Charles Wayne Dicus (born October 2, 1948) is a former American football wide receiver and a member of the College Football Hall of Fame. Dicus played college football at the University of Arkansas and professionally two seasons in the National Football League (NFL) with the San Diego Chargers. He later served as president of the Razorback Foundation, the private organization that raises funds for school athletic endeavors, for 17 years.

College career
Dicus played wide receiver for the Razorbacks from 1968 to 1970, ending his career the top receiver in team history at the time. His totals of 118 catches and 1854 yards still rank as the 8th best career totals for the team.  Arkansas had a 28-5 record in the years he played.

Dicus was selected All-Southwest Conference in each of his three seasons and received 1st team All-America honors from the American Football Coaches Association in his junior year and the AFCA, Associated Press and Walter Camp Foundation after his senior season.

In his junior season, Dicus was chosen Most Valuable Player in the 1969 Sugar Bowl for catching 12 passes for 169 yards and the game's only touchdown.
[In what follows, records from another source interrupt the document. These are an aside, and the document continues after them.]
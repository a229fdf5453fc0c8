use std::collections::HashMap;

use async_trait::async_trait;
use chrono::Utc;
use tokio::sync::Mutex;
use uuid::Uuid;

use crate::AccountId;
use crate::AccountStatus;
use crate::Balance;
use crate::CreateReservationRequest;
use crate::EntryId;
use crate::EntryType;
use crate::LedgerAccount;
use crate::LedgerAccountType;
use crate::LedgerEntry;
use crate::LedgerError;
use crate::LedgerResult;
use crate::LedgerService;
use crate::LegalEntityId;
use crate::Money;
use crate::PostEntryRequest;
use crate::PostResult;
use crate::Reservation;
use crate::ReservationId;
use crate::ReservationStatus;
use crate::TenantId;

/// In-memory `LedgerService`.
///
/// The storage-layer invariants live here, not in callers: `(tenant,
/// idempotency_key)` is unique, amounts are strictly positive, debit and
/// credit accounts differ, and entries are append-only (the state offers no
/// update or delete path; reversals are the only correction mechanism).
#[derive(Default)]
pub struct InMemoryLedgerService {
    state: Mutex<State>,
}

#[derive(Default)]
struct State {
    accounts: HashMap<AccountId, LedgerAccount>,
    account_index: HashMap<(TenantId, LegalEntityId, LedgerAccountType, String), AccountId>,
    entries: HashMap<EntryId, LedgerEntry>,
    entry_index: HashMap<(TenantId, String), EntryId>,
    reservations: HashMap<ReservationId, Reservation>,
}

impl State {
    fn account_for_tenant(
        &self,
        tenant_id: TenantId,
        account_id: AccountId,
    ) -> LedgerResult<&LedgerAccount> {
        self.accounts
            .get(&account_id)
            .filter(|account| account.tenant_id == tenant_id)
            .ok_or_else(|| LedgerError::NotFound(format!("ledger account {account_id}")))
    }
}

impl InMemoryLedgerService {
    pub fn new() -> Self {
        Self::default()
    }
}

#[async_trait]
impl LedgerService for InMemoryLedgerService {
    async fn get_or_create_account(
        &self,
        tenant_id: TenantId,
        legal_entity_id: LegalEntityId,
        account_type: LedgerAccountType,
        currency: &str,
    ) -> LedgerResult<AccountId> {
        let mut state = self.state.lock().await;
        let key = (tenant_id, legal_entity_id, account_type, currency.to_string());
        if let Some(existing) = state.account_index.get(&key) {
            return Ok(*existing);
        }

        let account = LedgerAccount {
            id: Uuid::new_v4(),
            tenant_id,
            legal_entity_id,
            account_type,
            currency: currency.to_string(),
            status: AccountStatus::Active,
            created_at: Utc::now(),
        };
        let id = account.id;
        state.account_index.insert(key, id);
        state.accounts.insert(id, account);
        Ok(id)
    }

    async fn post_entry(&self, request: PostEntryRequest) -> LedgerResult<PostResult> {
        request.validate()?;

        let mut state = self.state.lock().await;

        let index_key = (request.tenant_id, request.idempotency_key.clone());
        if let Some(existing_id) = state.entry_index.get(&index_key) {
            let existing = state.entries.get(existing_id).ok_or_else(|| {
                LedgerError::Storage(format!("indexed entry {existing_id} missing"))
            })?;
            return Ok(PostResult {
                entry_id: existing.id,
                is_new: false,
                entry_type: existing.entry_type,
            });
        }

        state.account_for_tenant(request.tenant_id, request.debit_account_id)?;
        state.account_for_tenant(request.tenant_id, request.credit_account_id)?;

        let entry = LedgerEntry {
            id: Uuid::new_v4(),
            tenant_id: request.tenant_id,
            legal_entity_id: request.legal_entity_id,
            posted_at: Utc::now(),
            entry_type: request.entry_type,
            debit_account_id: request.debit_account_id,
            credit_account_id: request.credit_account_id,
            amount: request.amount,
            source_type: request.source_type,
            source_id: request.source_id,
            correlation_id: request.correlation_id,
            idempotency_key: request.idempotency_key,
            metadata: request.metadata,
        };
        let result = PostResult {
            entry_id: entry.id,
            is_new: true,
            entry_type: entry.entry_type,
        };
        state.entry_index.insert(index_key, entry.id);
        state.entries.insert(entry.id, entry);
        Ok(result)
    }

    async fn reverse_entry(
        &self,
        tenant_id: TenantId,
        legal_entity_id: LegalEntityId,
        original_entry_id: EntryId,
        idempotency_key: &str,
        reason: &str,
    ) -> LedgerResult<PostResult> {
        let original = {
            let state = self.state.lock().await;
            state
                .entries
                .get(&original_entry_id)
                .filter(|entry| entry.tenant_id == tenant_id)
                .cloned()
                .ok_or_else(|| {
                    LedgerError::NotFound(format!("ledger entry {original_entry_id}"))
                })?
        };

        self.post_entry(PostEntryRequest {
            tenant_id,
            legal_entity_id,
            idempotency_key: idempotency_key.to_string(),
            entry_type: EntryType::Reversal,
            // Swapping debit and credit undoes the original movement.
            debit_account_id: original.credit_account_id,
            credit_account_id: original.debit_account_id,
            amount: original.amount,
            source_type: "ledger_entry".into(),
            source_id: original.id,
            correlation_id: original.correlation_id,
            metadata: serde_json::json!({
                "reason": reason,
                "reverses": original.id,
                "original_type": original.entry_type,
            }),
        })
        .await
    }

    async fn get_balance(
        &self,
        tenant_id: TenantId,
        account_id: AccountId,
    ) -> LedgerResult<Balance> {
        let state = self.state.lock().await;
        let account = state.account_for_tenant(tenant_id, account_id)?;
        let legal_entity_id = account.legal_entity_id;

        let mut available = Money::zero();
        for entry in state.entries.values() {
            if entry.tenant_id != tenant_id {
                continue;
            }
            if entry.credit_account_id == account_id {
                available += entry.amount;
            }
            if entry.debit_account_id == account_id {
                available = available - entry.amount;
            }
        }

        let reserved = state
            .reservations
            .values()
            .filter(|reservation| {
                reservation.tenant_id == tenant_id
                    && reservation.legal_entity_id == legal_entity_id
                    && reservation.status == ReservationStatus::Active
            })
            .map(|reservation| reservation.amount)
            .sum();

        Ok(Balance {
            available,
            reserved,
        })
    }

    async fn create_reservation(
        &self,
        request: CreateReservationRequest,
    ) -> LedgerResult<ReservationId> {
        if !request.amount.is_positive() {
            return Err(LedgerError::InvalidAmount(format!(
                "reservation amounts must be strictly positive, got {}",
                request.amount
            )));
        }

        let mut state = self.state.lock().await;
        let reservation = Reservation {
            id: Uuid::new_v4(),
            tenant_id: request.tenant_id,
            legal_entity_id: request.legal_entity_id,
            reserve_type: request.reserve_type,
            amount: request.amount,
            currency: request.currency,
            status: ReservationStatus::Active,
            source_type: request.source_type,
            source_id: request.source_id,
            correlation_id: request.correlation_id,
            created_at: Utc::now(),
            released_at: None,
        };
        let id = reservation.id;
        state.reservations.insert(id, reservation);
        Ok(id)
    }

    async fn release_reservation(
        &self,
        tenant_id: TenantId,
        reservation_id: ReservationId,
        consumed: bool,
    ) -> LedgerResult<bool> {
        let mut state = self.state.lock().await;
        let Some(reservation) = state
            .reservations
            .get_mut(&reservation_id)
            .filter(|reservation| reservation.tenant_id == tenant_id)
        else {
            return Ok(false);
        };

        if reservation.status != ReservationStatus::Active {
            return Ok(false);
        }

        reservation.status = if consumed {
            ReservationStatus::Consumed
        } else {
            ReservationStatus::Released
        };
        reservation.released_at = Some(Utc::now());
        Ok(true)
    }

    async fn entry(&self, tenant_id: TenantId, entry_id: EntryId) -> LedgerResult<LedgerEntry> {
        let state = self.state.lock().await;
        state
            .entries
            .get(&entry_id)
            .filter(|entry| entry.tenant_id == tenant_id)
            .cloned()
            .ok_or_else(|| LedgerError::NotFound(format!("ledger entry {entry_id}")))
    }

    async fn accounts(&self, tenant_id: TenantId) -> LedgerResult<Vec<LedgerAccount>> {
        let state = self.state.lock().await;
        let mut accounts: Vec<LedgerAccount> = state
            .accounts
            .values()
            .filter(|account| account.tenant_id == tenant_id)
            .cloned()
            .collect();
        accounts.sort_by_key(|account| account.created_at);
        Ok(accounts)
    }

    async fn active_reservations(
        &self,
        tenant_id: TenantId,
        legal_entity_id: LegalEntityId,
    ) -> LedgerResult<Vec<Reservation>> {
        let state = self.state.lock().await;
        let mut reservations: Vec<Reservation> = state
            .reservations
            .values()
            .filter(|reservation| {
                reservation.tenant_id == tenant_id
                    && reservation.legal_entity_id == legal_entity_id
                    && reservation.status == ReservationStatus::Active
            })
            .cloned()
            .collect();
        reservations.sort_by_key(|reservation| reservation.created_at);
        Ok(reservations)
    }
}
He also played in the 1970 Hula Bowl and the All-American Game after completing his college playing eligibility.

Dicus was inducted into the Razorback Hall of Honor in 1993 and selected a member of the school's All-Century Team in 1994.

Professional career

Dicus's career in the National Football League spanned two seasons with the San Diego Chargers and one season with the Pittsburgh Steelers. His career totals included 24 receptions for 319 yards and 3 touchdowns.

Post-playing career
After ending his professional football career, Dicus joined the staff of Richard Williamson at the University of Memphis, then known as Memphis State University. He also sold real estate in the off-season.

In 1991, Dicus became president of the Razorback Foundation, a position he would hold until his sudden ouster in October 2008.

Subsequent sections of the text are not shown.